As an economy built off blurring the lines of work and play, the hip-hop industry works like a hall of funhouse mirrors. Twisting, distorting, mesmerizing and deluding. At this pivotal moment, clearly some of y’all are focused about the wrong reflections.
It's been about three weeks since Sean ‘Diddy’ Combs was arrested on federal charges of sex trafficking, racketeering conspiracy and interstate transportation of prostitution in New York. On Sept. 16, 2024, the linchpin in the argument of the U.S. Attorney’s indictment against Combs was that he had been running his record label, Bad Boy Entertainment, and his other companies, as criminal enterprises all these years, instructing his employees to organize “freak offs” — allegedly drug-fueled, hours- or days-long sex parties — all for Combs’ sexual gratification. The Bad Boy billionaire’s criminal arrest piled on to more than 10 civil lawsuits and counting filed against him within the last year. Starting with Cassie Ventura’s bombshell filing last November, the civil suits accuse the mogul of similar acts of sexual violence, trafficking and coercion. The narrative in these suits allege his abuse was widely known, systematically facilitated by many, concealed, supported and ignored for decades.
Since his arrest, corners of the Internet have been working overtime on this story at a speed that, in comparison, is impossible to ignore. Aside from breaking news on the rolling list of lawsuits and assertions of innocence from Combs’ defense team, there have been running jokes about how many bottles of baby oil were seized from his mansions. There have been old Getty Images shots of the exec’s famous Hamptons white parties posted to implicate other celebs who must’ve known about his deviance. There have been TikTok fancams and conspiracy theories accusing Diddy of being responsible for the death of Tupac, Aaliyah and his ex-girlfriend, Kim Porter. A purported memoir by Porter was published in early September and publicly denounced as fake by her children, but not before it shot to the top of Amazon’s best-seller list. The disinformation has been so unserious, but more importantly, so distracting, that it's caused some lazy cognitive dissonance to creep in on the come up…again.

Remember the summer of 2020 when white people were asking Black people, “What do we do? How can we end racism?” In the aftermath of George Floyd’s murder, in the midst of what’s now coined the racial reckoning, it seemed like well-meaning ytppl had a collective epiphany about racial inequality, but lacked the self-awareness to see how they benefited from it. The knee-jerk result was the privileged asking the oppressed to effectively fix a problem the oppressed didn’t create.

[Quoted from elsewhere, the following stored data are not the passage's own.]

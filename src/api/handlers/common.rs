use axum::http::StatusCode;
use axum::response::{IntoResponse, Json, Response};
use std::any::Any;
use tracing::{error, warn};
use crate::config::Environment;
use crate::error::{Error, Result};
use crate::validator::{
    check_age, check_vo2max, parse_age, parse_gauge_bound, parse_sex, parse_vo2max, AGE_MESSAGE, SEX_MESSAGE,
    VO2MAX_MESSAGE,
};
use crate::{AssessmentBody, AssessmentQuery, AssessmentRequest, ErrorResponse};

pub const INTERNAL_ERROR_MESSAGE: &str =
    "Internal server error occurred while processing VO2max assessment.";

// Query defaults mirror the dashboard's initial state.
pub const DEFAULT_SEX: &str = "M";
pub const DEFAULT_AGE: &str = "25";
pub const DEFAULT_VO2MAX: &str = "68.2";

pub type ApiError = (StatusCode, Json<ErrorResponse>);

pub fn api_error(err: Error, environment: Environment) -> ApiError {
    if let Error::Validation(message) = err {
        warn!("Rejected assessment request: {}", message);
        return (StatusCode::BAD_REQUEST, Json(ErrorResponse { error: message, details: None }));
    }

    error!("VO2max assessment failed: {}", err);
    internal_error(err.to_string(), environment)
}

pub fn internal_error(details: String, environment: Environment) -> ApiError {
    (
        StatusCode::INTERNAL_SERVER_ERROR,
        Json(ErrorResponse {
            error: INTERNAL_ERROR_MESSAGE.to_string(),
            details: environment.exposes_error_details().then_some(details),
        }),
    )
}

/// Converts a handler panic into the regular internal-error body.
pub fn panic_response(panic: Box<dyn Any + Send + 'static>, environment: Environment) -> Response {
    let details = if let Some(message) = panic.downcast_ref::<String>() {
        message.clone()
    } else if let Some(message) = panic.downcast_ref::<&str>() {
        message.to_string()
    } else {
        "unknown panic".to_string()
    };

    error!("Handler panicked: {}", details);
    internal_error(details, environment).into_response()
}

pub fn request_from_query(
    params: AssessmentQuery,
    default_min: f64,
    default_max: f64,
) -> Result<AssessmentRequest> {
    let sex = parse_sex(params.sex.as_deref().unwrap_or(DEFAULT_SEX))?;
    let age = parse_age(params.age.as_deref().unwrap_or(DEFAULT_AGE))?;
    let vo2max = parse_vo2max(params.vo2max.as_deref().unwrap_or(DEFAULT_VO2MAX))?;
    let min = match params.min.as_deref() {
        Some(raw) => parse_gauge_bound("min", raw)?,
        None => default_min,
    };
    let max = match params.max.as_deref() {
        Some(raw) => parse_gauge_bound("max", raw)?,
        None => default_max,
    };

    Ok(AssessmentRequest { sex, age, vo2max, min, max })
}

/// JSON bodies must carry sex, age and vo2max explicitly.
pub fn request_from_body(
    body: AssessmentBody,
    default_min: f64,
    default_max: f64,
) -> Result<AssessmentRequest> {
    let sex = body
        .sex
        .as_deref()
        .ok_or_else(|| Error::Validation(SEX_MESSAGE.to_string()))
        .and_then(parse_sex)?;
    let age = body
        .age
        .and_then(|age| u32::try_from(age).ok())
        .ok_or_else(|| Error::Validation(AGE_MESSAGE.to_string()))
        .and_then(check_age)?;
    let vo2max = body
        .vo2max
        .ok_or_else(|| Error::Validation(VO2MAX_MESSAGE.to_string()))
        .and_then(check_vo2max)?;

    Ok(AssessmentRequest {
        sex,
        age,
        vo2max,
        min: body.min.unwrap_or(default_min),
        max: body.max.unwrap_or(default_max),
    })
}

In the weeks since this indictment, there've been similarly societal-shifting questions lodged into the ether. Inquiries around if this will be hip-hop’s watershed moment to address sexual misconduct; If Diddy is the music industry’s Harvey Weinstein and if this is hip-hop’s “#MeToo moment.” (I personally have been asked this in broadcast, podcast, and irl spaces repeatedly in the past three weeks.) It’s a lofty cultural question that’s definitely worth voicing. But what I’ve noticed so far is that it's overwhelmingly women — the historically targeted and oppressed party in all this — who are being asked to answer it.
At this moment in the culture, by directing this question at only the harmed, we’re already failing.
The fact that names like R. Kelly, Russell Simmons and L.A. Reid roll off the tongue as superstars and label heads accused of sexual misconduct shows this is and has been a pervasive, normalized problem. Like the accusations against Diddy, R. Kelly’s criminal charges not only implicated the R&B star but also the entire network of people who enabled his predation for years. And in those cases, it required the victims to go to the ends of their wits, to repeat their stories over and over at the cost of their own reputations, to shed light on the violence. By taking a survey of those who’ve spoken on the indictment so far, very few men in hip-hop, especially ones who love to yap about anything else, have nominated themselves as mouthpieces.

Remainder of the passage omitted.